Privacy of your personal information seems to be almost as hot a topic in Europe as the price of gas is in the States. Much like tax on petrol in Europe seems to be the cost of doing business, anything less than identity theft seems to be acceptable here in the US.
The fact that there has been yet another lost PC, USB drive, backup tape, or whatever, with tens of thousands of records of personal information on it is worrying. Cloak and dagger stories aside, the fact that these are routinely linked to the security services or the company contracted to provide secure ID cards for every UK citizen, big brother is failing (or not, depending on who picks up that information, says the cynic in me).
I work with government agencies and financial services companies who routinely are subject to their own internal security audits and ethical hacker test scenarios. And like anything with a moving target, sometimes they miss. Fortunately I will say, I work for a company that takes this very seriously - in line maybe to preventing production data loss from a software 'glitch'.
The problem is that individuals aren't held equally responsible. Catching up on a few days of many weeks of missed blogs, I ran across this one, A true, global Big Brother case. The story here is how trackable you become when you use a Bluetooth headset, and you don't take the responsibility to understand that it being in range of some other device that can 'discover' it, means that you can effectively be tracked as you move from place to place.
Should you have to care? Probably not. But I'd hate to see another mandatory warning having to be put in the oversized headset box, when perhaps the software that helps you set this thing up could warn you of the risks that naming the device with your phone number or name makes you identifiable - your risk, choose to be stupid if you want to. Of course, the phone you are carrying with it, with the SIM card, GPS, and so on leave you pretty open anyway, just more anonymously.

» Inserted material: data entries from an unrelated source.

//! The booking form: draft, availability, price and submission in one
//! place, driven by discrete edit events.
//!
//! A host (TUI, CLI, web view) calls the `set_*` operations as the user
//! edits, polls [`BookingForm::next_event`] alongside its own input, and
//! calls [`BookingForm::submit`]. Only this type mutates the draft and the
//! availability flags.

use std::{sync::Arc, time::Duration};

use chrono::NaiveDate;
use client::BookingApi;
use engine::{
    AvailabilityNotice, AvailabilityReply, AvailabilityResult, BookingDraft, Catalog, Change,
    DateRangeError, EngineError, FieldErrors, FormPhase, PhaseEvent, PriceBreakdown,
    SubmissionOutcome, dates, pricing,
};

use crate::{
    checker::{AvailabilityChecker, CheckProgress, StayKey},
    notifier::{Notifier, ToastLevel},
    submitter::BookingSubmitter,
};

#[derive(Clone, Copy, Debug)]
pub struct FormSettings {
    pub debounce: Duration,
    pub default_max_guests: u32,
    /// Calendar date the form was opened on; check-in may not precede it.
    pub today: NaiveDate,
}

pub struct BookingForm<A, N> {
    catalog: Catalog,
    draft: BookingDraft,
    phase: FormPhase,
    settings: FormSettings,
    date_error: Option<DateRangeError>,
    field_errors: FieldErrors,
    checker: AvailabilityChecker<A>,
    submitter: BookingSubmitter<A>,
    notifier: N,
}

impl<A, N> BookingForm<A, N>
where
    A: BookingApi + 'static,
    N: Notifier,
{
    pub fn new(api: Arc<A>, catalog: Catalog, notifier: N, settings: FormSettings) -> Self {
        Self {
            catalog,
            draft: BookingDraft::default(),
            phase: FormPhase::Editing,
            settings,
            date_error: None,
            field_errors: FieldErrors::default(),
            checker: AvailabilityChecker::new(Arc::clone(&api), settings.debounce),
            submitter: BookingSubmitter::new(api),
            notifier,
        }
    }

    pub fn catalog(&self) -> &Catalog {
        &self.catalog
    }

    pub fn draft(&self) -> &BookingDraft {
        &self.draft
    }

    pub fn phase(&self) -> FormPhase {
        self.phase
    }

    pub fn availability(&self) -> &AvailabilityResult {
        self.checker.state().result()
    }

    pub fn is_checking(&self) -> bool {
        self.checker.state().is_checking()
    }

    pub fn availability_notice(&self) -> Option<&AvailabilityNotice> {
        self.checker.state().notice()
    }

    /// Ordering or past-date problem with the current dates. Missing dates
    /// are not reported here; the form is simply incomplete.
    pub fn date_error(&self) -> Option<DateRangeError> {
        self.date_error
    }

    /// Messages from the last failed submission.
    pub fn field_errors(&self) -> &FieldErrors {
        &self.field_errors
    }

    pub fn price(&self) -> PriceBreakdown {
        pricing::compute(&self.draft, &self.catalog)
    }

    pub fn max_guests(&self) -> u32 {
        self.draft
            .max_guests(&self.catalog, self.settings.default_max_guests)
    }

    /// Submission is possible unless the current dates are known to be
    /// taken or a submission already went through.
    pub fn can_submit(&self) -> bool {
        self.phase.accepts_edits() && !self.availability().is_unavailable()
    }

    pub fn select_glamp(&mut self, glamp_id: Option<&str>) -> Result<(), EngineError> {
        self.ensure_editable()?;
        let change = self.draft.select_glamp(
            &self.catalog,
            glamp_id,
            self.settings.default_max_guests,
        )?;
        self.after_edit(change);
        Ok(())
    }

    pub fn set_check_in(&mut self, check_in: Option<NaiveDate>) -> Result<(), EngineError> {
        self.ensure_editable()?;
        let change = self.draft.set_check_in(check_in)?;
        self.after_edit(change);
        Ok(())
    }

    pub fn set_check_out(&mut self, check_out: Option<NaiveDate>) -> Result<(), EngineError> {
        self.ensure_editable()?;
        let change = self.draft.set_check_out(check_out)?;
        self.after_edit(change);
        Ok(())
    }

    /// Returns the guest count actually stored after clamping; a clamped
    /// request is reported to the user.
    pub fn set_guests(&mut self, requested: i64) -> Result<u32, EngineError> {
        self.ensure_editable()?;
        let guests = self.draft.set_guests(
            requested,
            &self.catalog,
            self.settings.default_max_guests,
        );
        if i64::from(guests) != requested {
            tracing::debug!(requested, guests, "guest count clamped");
            self.notifier
                .notify(ToastLevel::Info, &format!("Guests set to {guests}"));
        }
        Ok(guests)
    }

    pub fn set_customer_name(&mut self, name: &str) -> Result<(), EngineError> {
        self.ensure_editable()?;
        let change = self.draft.set_customer_name(name);
        self.after_edit(change);
        Ok(())
    }

    pub fn set_customer_email(&mut self, email: &str) -> Result<(), EngineError> {
        self.ensure_editable()?;
        let change = self.draft.set_customer_email(email);
        self.after_edit(change);
        Ok(())
    }

    pub fn set_customer_phone(&mut self, phone: &str) -> Result<(), EngineError> {
        self.ensure_editable()?;
        let change = self.draft.set_customer_phone(phone);
        self.after_edit(change);
        Ok(())
    }

    pub fn set_special_requests(&mut self, requests: &str) -> Result<(), EngineError> {
        self.ensure_editable()?;
        let change = self.draft.set_special_requests(requests);
        self.after_edit(change);
        Ok(())
    }

    /// Returns whether the add-on is selected afterwards.
    pub fn toggle_add_on(&mut self, add_on_id: &str) -> Result<bool, EngineError> {
        self.ensure_editable()?;
        self.draft.toggle_add_on(&self.catalog, add_on_id)
    }

    /// Processes the next debounce timer or availability reply.
    ///
    /// Returns `None` when nothing is outstanding. Cancel safe, so it can
    /// sit in a `select!` next to the host's input stream.
    pub async fn next_event(&mut self) -> Option<CheckProgress> {
        let progress = self.checker.next().await?;
        match &progress {
            CheckProgress::Started { .. } => {
                self.phase = self.phase.next(PhaseEvent::CheckStarted);
            }
            CheckProgress::Settled { reply, .. } => self.on_reply(reply),
            CheckProgress::Discarded { .. } => {}
        }
        Some(progress)
    }

    /// Drives timers and requests until none is outstanding.
    pub async fn settle(&mut self) {
        while self.next_event().await.is_some() {}
    }

    /// Submits the draft.
    ///
    /// On success the draft is cleared and the form stops accepting edits;
    /// the host is expected to navigate away. Any other outcome keeps the
    /// draft so the user can correct it and try again.
    pub async fn submit(&mut self) -> Result<SubmissionOutcome, EngineError> {
        self.ensure_editable()?;

        if let AvailabilityResult::Unavailable(reason) = self.availability() {
            let message = reason
                .clone()
                .unwrap_or_else(|| "Selected dates are not available".to_string());
            let outcome = SubmissionOutcome::Conflict(message);
            self.finish(&outcome);
            return Ok(outcome);
        }

        self.phase = self.phase.next(PhaseEvent::SubmitStarted);
        let outcome = self.submitter.submit(&self.draft).await;
        self.finish(&outcome);
        Ok(outcome)
    }

    fn ensure_editable(&self) -> Result<(), EngineError> {
        if self.phase.accepts_edits() {
            Ok(())
        } else {
            Err(EngineError::AlreadySubmitted)
        }
    }

    fn after_edit(&mut self, change: Change) {
        if !change.touches_triple() {
            return;
        }
        self.phase = self.phase.next(PhaseEvent::TripleEdited);

        let validated = dates::validate(
            self.draft.check_in(),
            self.draft.check_out(),
            self.settings.today,
        );
        self.date_error = match validated {
            Err(DateRangeError::MissingCheckIn | DateRangeError::MissingCheckOut) | Ok(_) => None,
            Err(err) => Some(err),
        };

        let stay = match (self.draft.glamp_id(), validated) {
            (Some(glamp_id), Ok(range)) => Some(StayKey {
                glamp_id: glamp_id.to_string(),
                range,
            }),
            _ => None,
        };
        self.checker.restart(stay);
    }

    fn on_reply(&mut self, reply: &AvailabilityReply) {
        match reply {
            AvailabilityReply::Available => {
                self.phase = self.phase.next(PhaseEvent::Confirmed);
            }
            AvailabilityReply::Unavailable(reason) => {
                self.phase = self.phase.next(PhaseEvent::Refused);
                let message = reason.as_deref().unwrap_or("Selected dates are not available");
                self.notifier.notify(ToastLevel::Warning, message);
            }
            AvailabilityReply::Rejected(message) => {
                self.phase = self.phase.next(PhaseEvent::Inconclusive);
                self.notifier.notify(ToastLevel::Warning, message);
            }
            AvailabilityReply::Unreachable(message) => {
                self.phase = self.phase.next(PhaseEvent::Inconclusive);
                self.notifier.notify(
                    ToastLevel::Warning,
                    &format!("Could not verify availability: {message}"),
                );
            }
        }
    }

    fn finish(&mut self, outcome: &SubmissionOutcome) {
        match outcome {
            SubmissionOutcome::Success { booking_id } => {
                self.phase = self.phase.next(PhaseEvent::SubmitSucceeded);
                self.draft = BookingDraft::default();
                self.field_errors = FieldErrors::default();
                self.date_error = None;
                self.checker.restart(None);
                self.notifier
                    .notify(ToastLevel::Success, &format!("Booking {booking_id} created"));
            }
            SubmissionOutcome::ValidationError(errors) => {
                self.phase = self.phase.next(PhaseEvent::SubmitFailed);
                self.field_errors = errors.clone();
                self.notifier
                    .notify(ToastLevel::Error, &format!("Please fix the form: {errors}"));
            }
            SubmissionOutcome::Conflict(message) => {
                self.phase = self.phase.next(PhaseEvent::SubmitFailed);
                self.field_errors = FieldErrors::default();
                self.notifier.notify(ToastLevel::Error, message);
            }
            SubmissionOutcome::TransportError(message) => {
                self.phase = self.phase.next(PhaseEvent::SubmitFailed);
                self.field_errors = FieldErrors::default();
                self.notifier.notify(
                    ToastLevel::Error,
                    &format!("Booking not sent, try again: {message}"),
                );
            }
        }
    }
}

Privacy, or having your movements tracked anonymously at least, could be nothing to be feared, as long as you don't put yourself in a position where the use of the tracked device could incriminate you. Being concerned about big brother is reasonable, but worrying about it may only be for those with a guilty concience.
Am I concerned about having big brother track my movements? Of course, but Google does so virtually with every online step. There is, it seems, no escape!